Well, when I was a youngster we frequented the now closed amusement park by the sea Rocky Point Park (1847-1995).  Like any great park they had one building filled with these video game machines and ticket pushers.



What was always amazing to me is that you could virtually play for an hour, acquire a seemingly unruly mass of tickets, bring them to the front desk to claim a gift prize and essentially be told that your options were wither a plastic whistle, a toy watch or a rubber ball.  I mean what the heck?!  The sheer disappointment for all of the effort was massive.

Now mind you, today, I'm not really much of a Spider-Man fan.  I still haven't seen the last rebooted, Tobey Maguire-less film and have virtually no interest (I really should have stuck to my gut on The Avengers, but I would have missed Pacific Rim had I done that).  But, as a kid, visiting the amusement park, they had a wall of sparkling, seemingly unattainable prizes.  Those prizes seemed to smile down upon you and whisper to us, You got no chance kid. They were like the evasive brass ring on the carousel.  It seemed they were merely there to taunt our poor, fragile heads full of dreams and wish fulfillment. It was like the lights of heaven were shining down upon the one item you desired.  Even the glass cases were filled with shining gems.  Of course, it was always that damn bottom row of plastic baskets and bins filled with baubles and junk trinkets like whistles and silly toys that we were always pointed to and forced to draw from.  It was like the teenage attendant was an outtake from A Christmas Story speaking in slow motion to you.  You get to pick one item from the green baskets kid.  Ugh! Oh no. Not again.  Rarely, did it seem we had the opportunity to pull or pick from the cream of the crop toy prizes.  In fact, it seemed like an exercise in futility.  More often than not we were generally sent packing home with the lesson you can't always get what you want in life.  It was disheartening.  I remember piling into our blue recreation bus and sort of gazing out at the window with a sense of loss while kids jumped around from seat to seat, yelling, screaming, singing, throwing paper airplanes.  It was all going on and yet my world seemed in slow motion (sometimes).



Well, every summer we used to pay that local Little Red School House for a series of field trips.  Their blue rec bus would take all the kids to a given place of fun.  It was a ticket to freedom for some.
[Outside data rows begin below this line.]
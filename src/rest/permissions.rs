//! Permission endpoints.

use serde::Serialize;
use serde_json::Value;

use crate::error::ExchangeError;
use crate::rest::endpoints::permissions;
use crate::rest::{CallOptions, ExchangeClient};
use crate::types::Identifier;

/// Per-user permissions on accounts.
#[derive(Debug, Clone, Copy)]
pub struct Permissions<'a> {
    client: &'a ExchangeClient,
}

impl ExchangeClient {
    /// Permission endpoints.
    pub fn permissions(&self) -> Permissions<'_> {
        Permissions { client: self }
    }
}

#[derive(Serialize)]
struct PermissionParams<'a> {
    account_id: Identifier,
    user_id: Identifier,
    permission: &'a str,
}

impl Permissions<'_> {
    /// List the permissions granted on an account.
    pub async fn list(
        &self,
        account_id: impl Into<Identifier>,
        options: Option<&CallOptions>,
    ) -> Result<Option<Value>, ExchangeError> {
        #[derive(Serialize)]
        struct Params {
            account_id: Identifier,
        }
        let params = Params {
            account_id: account_id.into(),
        };
        self.client.dispatch(permissions::LIST, &params, options).await
    }

    /// Grant a permission on an account to a user.
    pub async fn set(
        &self,
        account_id: impl Into<Identifier>,
        user_id: impl Into<Identifier>,
        permission: &str,
        options: Option<&CallOptions>,
    ) -> Result<Option<Value>, ExchangeError> {
        let params = PermissionParams {
            account_id: account_id.into(),
            user_id: user_id.into(),
            permission,
        };
        self.client.dispatch(permissions::SET, &params, options).await
    }

    /// Revoke a permission on an account from a user.
    pub async fn unset(
        &self,
        account_id: impl Into<Identifier>,
        user_id: impl Into<Identifier>,
        permission: &str,
        options: Option<&CallOptions>,
    ) -> Result<Option<Value>, ExchangeError> {
        let params = PermissionParams {
            account_id: account_id.into(),
            user_id: user_id.into(),
            permission,
        };
        self.client.dispatch(permissions::UNSET, &params, options).await
    }
}
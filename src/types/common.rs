//! Common domain types for the SpiritEx API.

use serde::{Deserialize, Serialize, Serializer};

/// Identifier of a user, account, offering, or order.
///
/// The server may use numeric or string ids; both are passed through
/// unchanged, including negative and fractional numbers.
#[derive(Debug, Clone, PartialEq, Eq, Hash, Serialize, Deserialize)]
#[serde(untagged)]
pub enum Identifier {
    /// Numeric id
    Number(serde_json::Number),
    /// String id
    Text(String),
}

impl std::fmt::Display for Identifier {
    fn fmt(&self, f: &mut std::fmt::Formatter<'_>) -> std::fmt::Result {
        match self {
            Identifier::Number(n) => write!(f, "{}", n),
            Identifier::Text(s) => f.write_str(s),
        }
    }
}

impl From<u64> for Identifier {
    fn from(value: u64) -> Self {
        Identifier::Number(value.into())
    }
}

impl From<u32> for Identifier {
    fn from(value: u32) -> Self {
        Identifier::Number(value.into())
    }
}

impl From<i64> for Identifier {
    fn from(value: i64) -> Self {
        Identifier::Number(value.into())
    }
}

impl From<&str> for Identifier {
    fn from(value: &str) -> Self {
        Identifier::Text(value.to_string())
    }
}

impl From<String> for Identifier {
    fn from(value: String) -> Self {
        Identifier::Text(value)
    }
}

impl From<&Identifier> for Identifier {
    fn from(value: &Identifier) -> Self {
        value.clone()
    }
}

impl From<Identifier> for serde_json::Value {
    fn from(value: Identifier) -> Self {
        match value {
            Identifier::Number(n) => serde_json::Value::Number(n),
            Identifier::Text(s) => serde_json::Value::String(s),
        }
    }
}

/// Funding operation applied to an account.
#[derive(Debug, Clone, PartialEq, Eq, Hash)]
pub enum FundingAction {
    /// Direct deposit (`deposit.direct`)
    DepositDirect,
    /// Direct withdrawal (`withdraw.direct`)
    WithdrawDirect,
    /// Any other action tag understood by the server
    Other(String),
}

impl FundingAction {
    /// The wire tag for this action.
    pub fn as_str(&self) -> &str {
        match self {
            FundingAction::DepositDirect => "deposit.direct",
            FundingAction::WithdrawDirect => "withdraw.direct",
            FundingAction::Other(tag) => tag,
        }
    }
}

impl std::fmt::Display for FundingAction {
    fn fmt(&self, f: &mut std::fmt::Formatter<'_>) -> std::fmt::Result {
        f.write_str(self.as_str())
    }
}

impl From<&str> for FundingAction {
    fn from(value: &str) -> Self {
        match value {
            "deposit.direct" => FundingAction::DepositDirect,
            "withdraw.direct" => FundingAction::WithdrawDirect,
            other => FundingAction::Other(other.to_string()),
        }
    }
}

impl Serialize for FundingAction {
    fn serialize<S: Serializer>(&self, serializer: S) -> Result<S::Ok, S::Error> {
        serializer.serialize_str(self.as_str())
    }
}

/// Free-form funding details, merged into the funding request.
pub type FundingInfo = serde_json::Map<String, serde_json::Value>;

#[cfg(test)]
mod tests {
    use super::*;

    #[test]
    fn test_identifier_untagged() {
        let n: Identifier = serde_json::from_str("42").unwrap();
        assert_eq!(n, Identifier::from(42u64));
        let s: Identifier = serde_json::from_str("\"acct-1\"").unwrap();
        assert_eq!(s, Identifier::Text("acct-1".into()));
        assert_eq!(serde_json::to_string(&Identifier::from(7u64)).unwrap(), "7");
        assert_eq!(Identifier::from("x").to_string(), "x");
    }

    #[test]
    fn test_identifier_keeps_negative_and_fractional_numbers() {
        let negative: Identifier = serde_json::from_str("-1").unwrap();
        assert_eq!(negative, Identifier::from(-1i64));
        assert_eq!(negative.to_string(), "-1");

        let fractional: Identifier = serde_json::from_str("2.5").unwrap();
        assert_eq!(serde_json::Value::from(fractional), serde_json::json!(2.5));
    }

    #[test]
    fn test_funding_action_tags() {
        assert_eq!(
            serde_json::to_value(FundingAction::DepositDirect).unwrap(),
            "deposit.direct"
        );
        assert_eq!(FundingAction::from("withdraw.direct"), FundingAction::WithdrawDirect);
        assert_eq!(FundingAction::from("wire.in").as_str(), "wire.in");
    }
}
//! Public offering endpoints.

use serde::Serialize;
use serde_json::Value;

use crate::error::ExchangeError;
use crate::rest::endpoints::public_offerings;
use crate::rest::{CallOptions, ExchangeClient};
use crate::types::Identifier;

/// Offerings visible to every user, and their markets.
#[derive(Debug, Clone, Copy)]
pub struct PublicOfferings<'a> {
    client: &'a ExchangeClient,
}

impl ExchangeClient {
    /// Public offering endpoints.
    pub fn public_offerings(&self) -> PublicOfferings<'_> {
        PublicOfferings { client: self }
    }
}

#[derive(Serialize)]
struct OfferingParams {
    offering_id: Identifier,
}

impl PublicOfferings<'_> {
    /// List public offerings.
    pub async fn list(&self, options: Option<&CallOptions>) -> Result<Option<Value>, ExchangeError> {
        #[derive(Serialize)]
        struct Empty {}
        self.client
            .dispatch(public_offerings::LIST, &Empty {}, options)
            .await
    }

    /// Get a public offering.
    pub async fn get(
        &self,
        offering_id: impl Into<Identifier>,
        options: Option<&CallOptions>,
    ) -> Result<Option<Value>, ExchangeError> {
        let params = OfferingParams {
            offering_id: offering_id.into(),
        };
        self.client
            .dispatch(public_offerings::GET, &params, options)
            .await
    }

    /// Get the market (open orders) for a public offering.
    pub async fn get_market(
        &self,
        offering_id: impl Into<Identifier>,
        options: Option<&CallOptions>,
    ) -> Result<Option<Value>, ExchangeError> {
        let params = OfferingParams {
            offering_id: offering_id.into(),
        };
        self.client
            .dispatch(public_offerings::MARKET, &params, options)
            .await
    }
}
/// The SpiritEx REST API client.
///
/// Every operation funnels through [`ExchangeClient::dispatch`], which attaches
/// the bearer token, performs a single POST, classifies the outcome, and
/// notifies the configured callbacks. Clones share the same session.
///
/// # Example
///
/// ```rust,no_run
/// use spiritex_client::ExchangeClient;
///
/// #[tokio::main]
/// async fn main() -> Result<(), Box<dyn std::error::Error>> {
///     let client = ExchangeClient::builder("https://exchange.example.com/api").build();
///
///     let user = client.authenticate("a@b.com", "password").await?;
///     println!("Signed in as {:?}", user);
///
///     let accounts = client.accounts().list(None).await?;
///     println!("Accounts: {:?}", accounts);
///
///     Ok(())
/// }
/// ```
#[derive(Clone)]
pub struct ExchangeClient {
    http_client: ClientWithMiddleware,
    server_url: String,
    options: ClientOptions,
    state: Arc<RwLock<ClientState>>,
}

/// Bearer token and log label resolved for one request.
struct Identity {
    token: Option<SecretString>,
    label: String,
}

/// Wire-level response body.
#[derive(Debug, serde::Deserialize)]
struct ApiResponse {
    #[serde(default)]
    result: Option<Value>,
    #[serde(default)]
    error: Option<Value>,
}

impl ApiResponse {
    /// The server error message, if the `error` field is populated.
    fn error_message(&self) -> Option<String> {
        match self.error.as_ref()? {
            Value::Null | Value::Bool(false) => None,
            Value::String(s) if s.is_empty() => None,
            Value::String(s) => Some(s.clone()),
            other => Some(other.to_string()),
        }
    }
}
//! SpiritEx REST API client.
//!
//! [`ExchangeClient`] owns the session and the single dispatch path. The
//! resource groups borrow the client and map typed arguments onto command
//! payloads:
//!
//! ```rust,no_run
//! use spiritex_client::rest::{CallOptions, Callback, ExchangeClient};
//!
//! # async fn run() -> Result<(), spiritex_client::ExchangeError> {
//! let client = ExchangeClient::builder("https://exchange.example.com/api").build();
//! let options = CallOptions::new().callback(Callback::from_fn(|error, _| {
//!     if let Some(message) = error {
//!         eprintln!("{message}");
//!     }
//! }));
//! let _offerings = client.public_offerings().list(Some(&options)).await?;
//! # Ok(())
//! # }
//! ```

mod accounts;
mod client;
pub mod endpoints;
mod offerings;
mod options;
mod orders;
mod permissions;
mod public_offerings;
mod server;
mod types;

pub use accounts::Accounts;
pub use client::{ExchangeClient, ExchangeClientBuilder};
pub use offerings::Offerings;
pub use options::{CallOptions, Callback, ClientOptions, ENV_SERVER_URL};
pub use orders::{NOT_AUTHENTICATED, Orders};
pub use permissions::Permissions;
pub use public_offerings::PublicOfferings;
pub use server::Server;
pub use types::*;
//! Output formatting for the CLI.

use crate::config::OutputFormat;
use crate::error::Result;
use colored::{Color, Colorize};
use saksflyt_domain::{AnswerOutcome, Oppgave, OppgaveTilstand, Sporing, StegGraf, StegId, Utfall};
use std::collections::BTreeSet;
use tabled::{
    builder::Builder,
    settings::{object::Rows, Alignment, Modify, Style},
};

/// Output formatter.
pub struct Formatter {
    format: OutputFormat,
    color_enabled: bool,
}

impl Formatter {
    /// Create a new formatter.
    pub fn new(format: OutputFormat, color_enabled: bool) -> Self {
        Self {
            format,
            color_enabled,
        }
    }

    /// Selected output format.
    pub fn format(&self) -> OutputFormat {
        self.format
    }

    /// Format a list of oppgaver.
    pub fn format_oppgaver(&self, oppgaver: &[Oppgave]) -> Result<String> {
        match self.format {
            OutputFormat::Json => {
                let json: Vec<serde_json::Value> = oppgaver.iter().map(oppgave_summary_json).collect();
                Ok(serde_json::to_string_pretty(&json)?)
            }
            OutputFormat::Table => self.format_oppgaver_table(oppgaver),
            OutputFormat::Quiet => Ok(oppgaver
                .iter()
                .map(|o| o.id().to_string())
                .collect::<Vec<_>>()
                .join("\n")),
        }
    }

    fn format_oppgaver_table(&self, oppgaver: &[Oppgave]) -> Result<String> {
        if oppgaver.is_empty() {
            return Ok(self.colorize("No oppgaver found.", Color::Yellow));
        }

        let mut builder = Builder::default();
        builder.push_record(["ID", "Person", "Tilstand", "Tildelt", "Open steps", "Labels"]);

        for oppgave in oppgaver {
            builder.push_record([
                oppgave.id().to_string(),
                oppgave.behandling().person_ident().to_string(),
                oppgave.tilstand().as_str().to_string(),
                oppgave.tildelt().map(|a| a.to_string()).unwrap_or_else(|| "-".into()),
                oppgave.behandling().frontier().len().to_string(),
                join_labels(oppgave.emneknagger()),
            ]);
        }

        Ok(self.finish_table(builder))
    }

    /// Format one oppgave with its step graph.
    pub fn format_oppgave(&self, oppgave: &Oppgave) -> Result<String> {
        match self.format {
            OutputFormat::Json => Ok(serde_json::to_string_pretty(&oppgave_json(oppgave))?),
            OutputFormat::Quiet => Ok(oppgave.tilstand().as_str().to_string()),
            OutputFormat::Table => {
                let behandling = oppgave.behandling();
                let mut out = format!(
                    "Oppgave    {}\nTilstand   {}\nTildelt    {}\nBehandling {} ({}, version {})\nPerson     {}\n",
                    oppgave.id(),
                    self.tilstand(oppgave.tilstand()),
                    oppgave.tildelt().map(|a| a.to_string()).unwrap_or_else(|| "-".into()),
                    behandling.id(),
                    behandling.tilstand().as_str(),
                    behandling.version(),
                    behandling.person_ident(),
                );
                if !oppgave.emneknagger().is_empty() {
                    out.push_str(&format!("Labels     {}\n", join_labels(oppgave.emneknagger())));
                }
                out.push('\n');
                out.push_str(&self.format_steps_table(behandling.graf(), &behandling.frontier()));
                Ok(out)
            }
        }
    }

    fn format_steps_table(&self, graf: &StegGraf, frontier: &BTreeSet<StegId>) -> String {
        let mut builder = Builder::default();
        builder.push_record(["Key", "Type", "Value", "Provenance", "Depends on", "Open"]);

        for steg in graf.steps() {
            builder.push_record([
                steg.key().to_string(),
                steg.svar().svartype().to_string(),
                steg.svar().verdi().map(|v| v.to_string()).unwrap_or_else(|| "-".into()),
                describe_sporing(steg.svar().sporing()),
                child_keys(graf, steg.depends_on()).join(", "),
                if frontier.contains(&steg.id()) { "yes" } else { "" }.to_string(),
            ]);
        }

        self.finish_table(builder)
    }

    /// Format the transition log of an oppgave.
    pub fn format_logg(&self, oppgave: &Oppgave) -> Result<String> {
        match self.format {
            OutputFormat::Json => Ok(serde_json::to_string_pretty(oppgave.logg())?),
            OutputFormat::Quiet => Ok(oppgave
                .logg()
                .entries()
                .iter()
                .map(|e| e.tilstand.as_str())
                .collect::<Vec<_>>()
                .join("\n")),
            OutputFormat::Table => {
                let mut builder = Builder::default();
                builder.push_record(["#", "Tidspunkt", "Tilstand", "Hendelse", "Aktør", "Årsak"]);
                for (sekvens, endring) in oppgave.logg().entries().iter().enumerate() {
                    builder.push_record([
                        sekvens.to_string(),
                        endring.tidspunkt.format("%Y-%m-%d %H:%M:%S").to_string(),
                        endring.tilstand.as_str().to_string(),
                        endring.hendelse.as_str().to_string(),
                        endring.utfort_av.as_ref().map(|a| a.to_string()).unwrap_or_default(),
                        endring.aarsak.clone().unwrap_or_default(),
                    ]);
                }
                Ok(self.finish_table(builder))
            }
        }
    }

    /// Format the result of answering a step.
    pub fn format_answer(&self, oppgave: &Oppgave, key: &str, outcome: &AnswerOutcome) -> Result<String> {
        let graf = oppgave.behandling().graf();
        let invalidated = child_keys(graf, &outcome.invalidated());

        match self.format {
            OutputFormat::Json => Ok(serde_json::to_string_pretty(&serde_json::json!({
                "oppgave": oppgave.id().to_string(),
                "key": key,
                "changed": !matches!(outcome, AnswerOutcome::Unchanged),
                "invalidated": invalidated,
                "open_steps": oppgave.behandling().frontier().len(),
            }))?),
            OutputFormat::Quiet => Ok(invalidated.join("\n")),
            OutputFormat::Table => Ok(match outcome {
                AnswerOutcome::Unchanged => self.info(&format!("'{}' already had that answer", key)),
                AnswerOutcome::Answered { .. } if invalidated.is_empty() => {
                    self.success(&format!("Answered '{}'", key))
                }
                AnswerOutcome::Answered { .. } => format!(
                    "{}\n{}",
                    self.success(&format!("Answered '{}'", key)),
                    self.warning(&format!("Invalidated: {}", invalidated.join(", ")))
                ),
            }),
        }
    }

    /// Format the result of a task command.
    pub fn format_utfall(&self, oppgave: &Oppgave, utfall: Utfall) -> Result<String> {
        match self.format {
            OutputFormat::Json => {
                let json = match utfall {
                    Utfall::Endret { fra, til } => serde_json::json!({
                        "oppgave": oppgave.id().to_string(),
                        "fra": fra.as_str(),
                        "til": til.as_str(),
                        "tildelt": oppgave.tildelt().map(|a| a.ident()),
                    }),
                    Utfall::Duplikat => serde_json::json!({
                        "oppgave": oppgave.id().to_string(),
                        "duplikat": true,
                    }),
                };
                Ok(serde_json::to_string_pretty(&json)?)
            }
            OutputFormat::Quiet => Ok(oppgave.tilstand().as_str().to_string()),
            OutputFormat::Table => Ok(match utfall {
                Utfall::Endret { fra, til } => self.success(&format!(
                    "{} -> {}",
                    fra.as_str(),
                    til.as_str()
                )),
                Utfall::Duplikat => self.info("Event already handled"),
            }),
        }
    }

    /// Format a success message.
    pub fn success(&self, message: &str) -> String {
        self.colorize(&format!("✓ {}", message), Color::Green)
    }

    /// Format an info message.
    pub fn info(&self, message: &str) -> String {
        self.colorize(&format!("ℹ {}", message), Color::Blue)
    }

    /// Format a warning message.
    pub fn warning(&self, message: &str) -> String {
        self.colorize(&format!("⚠ {}", message), Color::Yellow)
    }

    fn tilstand(&self, tilstand: OppgaveTilstand) -> String {
        let color = match tilstand {
            OppgaveTilstand::FerdigBehandlet => Color::Green,
            OppgaveTilstand::Avbrutt => Color::Red,
            OppgaveTilstand::KlarTilKontroll | OppgaveTilstand::UnderKontroll => Color::Magenta,
            _ => Color::Cyan,
        };
        self.colorize(tilstand.as_str(), color)
    }

    fn finish_table(&self, builder: Builder) -> String {
        let mut table = builder.build();
        table
            .with(Style::rounded())
            .with(Modify::new(Rows::first()).with(Alignment::center()));
        table.to_string()
    }

    /// Colorize text if color is enabled.
    fn colorize(&self, text: &str, color: Color) -> String {
        if !self.color_enabled {
            return text.to_string();
        }
        text.color(color).to_string()
    }
}

fn join_labels(labels: &BTreeSet<String>) -> String {
    labels.iter().cloned().collect::<Vec<_>>().join(", ")
}

fn child_keys(graf: &StegGraf, ids: &BTreeSet<StegId>) -> Vec<String> {
    ids.iter()
        .map(|id| {
            graf.step(*id)
                .map(|s| s.key().to_string())
                .unwrap_or_else(|| id.to_string())
        })
        .collect()
}

fn describe_sporing(sporing: &Sporing) -> String {
    match sporing {
        Sporing::Ingen => "-".to_string(),
        Sporing::Manuell {
            utfort_av,
            begrunnelse,
            ..
        } => format!("{}: {}", utfort_av, begrunnelse),
        Sporing::Kilde { kildedata, .. } => {
            let mut kort: String = kildedata.chars().take(30).collect();
            if kort.len() < kildedata.len() {
                kort.push('…');
            }
            format!("kilde: {}", kort)
        }
    }
}

fn oppgave_summary_json(oppgave: &Oppgave) -> serde_json::Value {
    serde_json::json!({
        "id": oppgave.id().to_string(),
        "person_ident": oppgave.behandling().person_ident(),
        "tilstand": oppgave.tilstand().as_str(),
        "tildelt": oppgave.tildelt().map(|a| a.ident()),
        "open_steps": oppgave.behandling().frontier().len(),
        "emneknagger": oppgave.emneknagger(),
    })
}

fn oppgave_json(oppgave: &Oppgave) -> serde_json::Value {
    let behandling = oppgave.behandling();
    let graf = behandling.graf();
    let frontier = behandling.frontier();

    let steg: Vec<serde_json::Value> = graf
        .steps()
        .map(|s| {
            serde_json::json!({
                "id": s.id().to_string(),
                "key": s.key(),
                "svartype": s.svar().svartype().as_str(),
                "verdi": s.svar().verdi(),
                "sporing": s.svar().sporing(),
                "depends_on": child_keys(graf, s.depends_on()),
                "open": frontier.contains(&s.id()),
            })
        })
        .collect();

    serde_json::json!({
        "id": oppgave.id().to_string(),
        "tilstand": oppgave.tilstand().as_str(),
        "tildelt": oppgave.tildelt().map(|a| a.ident()),
        "emneknagger": oppgave.emneknagger(),
        "opprettet": oppgave.opprettet().to_rfc3339(),
        "behandling": {
            "id": behandling.id().to_string(),
            "person_ident": behandling.person_ident(),
            "tilstand": behandling.tilstand().as_str(),
            "versjon": behandling.version(),
            "roots": child_keys(graf, behandling.roots()),
        },
        "frontier": child_keys(graf, &frontier),
        "steg": steg,
    })
}
//! Show and list command implementations.

use crate::cli::OppgaveArgs;
use crate::commands::load_oppgave;
use crate::error::Result;
use crate::output::Formatter;
use saksflyt_domain::OppgaveRepository;
use saksflyt_store::SqliteStore;

/// Execute the show command.
pub fn execute_show(args: OppgaveArgs, store: &SqliteStore, formatter: &Formatter) -> Result<()> {
    let oppgave = load_oppgave(store, &args.oppgave)?;
    println!("{}", formatter.format_oppgave(&oppgave)?);
    Ok(())
}

/// Execute the list command.
pub fn execute_list(store: &SqliteStore, formatter: &Formatter) -> Result<()> {
    let oppgaver = store
        .list()?
        .into_iter()
        .filter_map(|id| store.load(id).transpose())
        .collect::<std::result::Result<Vec<_>, _>>()?;
    println!("{}", formatter.format_oppgaver(&oppgaver)?);
    Ok(())
}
It was also a great baby-sitting service for others.  Every year we were carted off to Rocky Point Park by the sea.

The journey down this long steep hill in through the arched entrance way was like entering heaven as a kid.  The firs thing you saw was kids on floating logs on their Flume ride. The park always tantalized the young easily persuadable mind with The Flume.  That ride screamed to us to get off the bus and get there.  For awhile, of course, one had to contend with that little wooden figure at the entrance of each ride that determined whether you were tall enough.  When it was close the fate of your happiness rested in the hands of a teenage attendant.  When they made the determination on whether you passed or not it sometimes seemed like an eternity.  The clock ticked.  Your lips smacked. Your mouth grimaced.  When the okay came it was pure, unbridled relief. They also had a giant salt water community pool. That always looked like a dodgy proposition.

Back to the point of this story. One day the lure of the haunted house (my favorite ride) and other madness like the dreadful Sky Diver (money always fell out of my pockets when we got to the top and they stopped it while you were upside down) simply could not sway me from my intended mission.

Note the wee little penny slot.



While all of my friends hit the rides I remained committed in the game house to win the plum prize of the summer - a certified mold of gold in the form of a plastic green The Amazing Spider-Man bank.  For whatever reason the bank was like the coolest thing I had ever seen and I simply had to have that bank to dump my spare change into at the end of a school day.  It was imperative that the green Spider-Man bank adorn my childhood bedroom.  Folks I spent almost all of my day in that arcade room.  But by God, as Uncle Si noted in Duck Dynasty, I achieved greatness that very day.  I had won (but did I really win?) the Spider-Man bank dumping everything I had into that arcade to win the tickets necessary to take that sparkling green gem of a bank home. What probably cost about two dollars to make went for a whole lot more that day.

Spider-Man himself was already painted but the webbing he sat against was not and I had big plans to paint the words The Amazing Spider-Man and the web he was set against.  With paintbrush and paint in hand - oh what a joyful day.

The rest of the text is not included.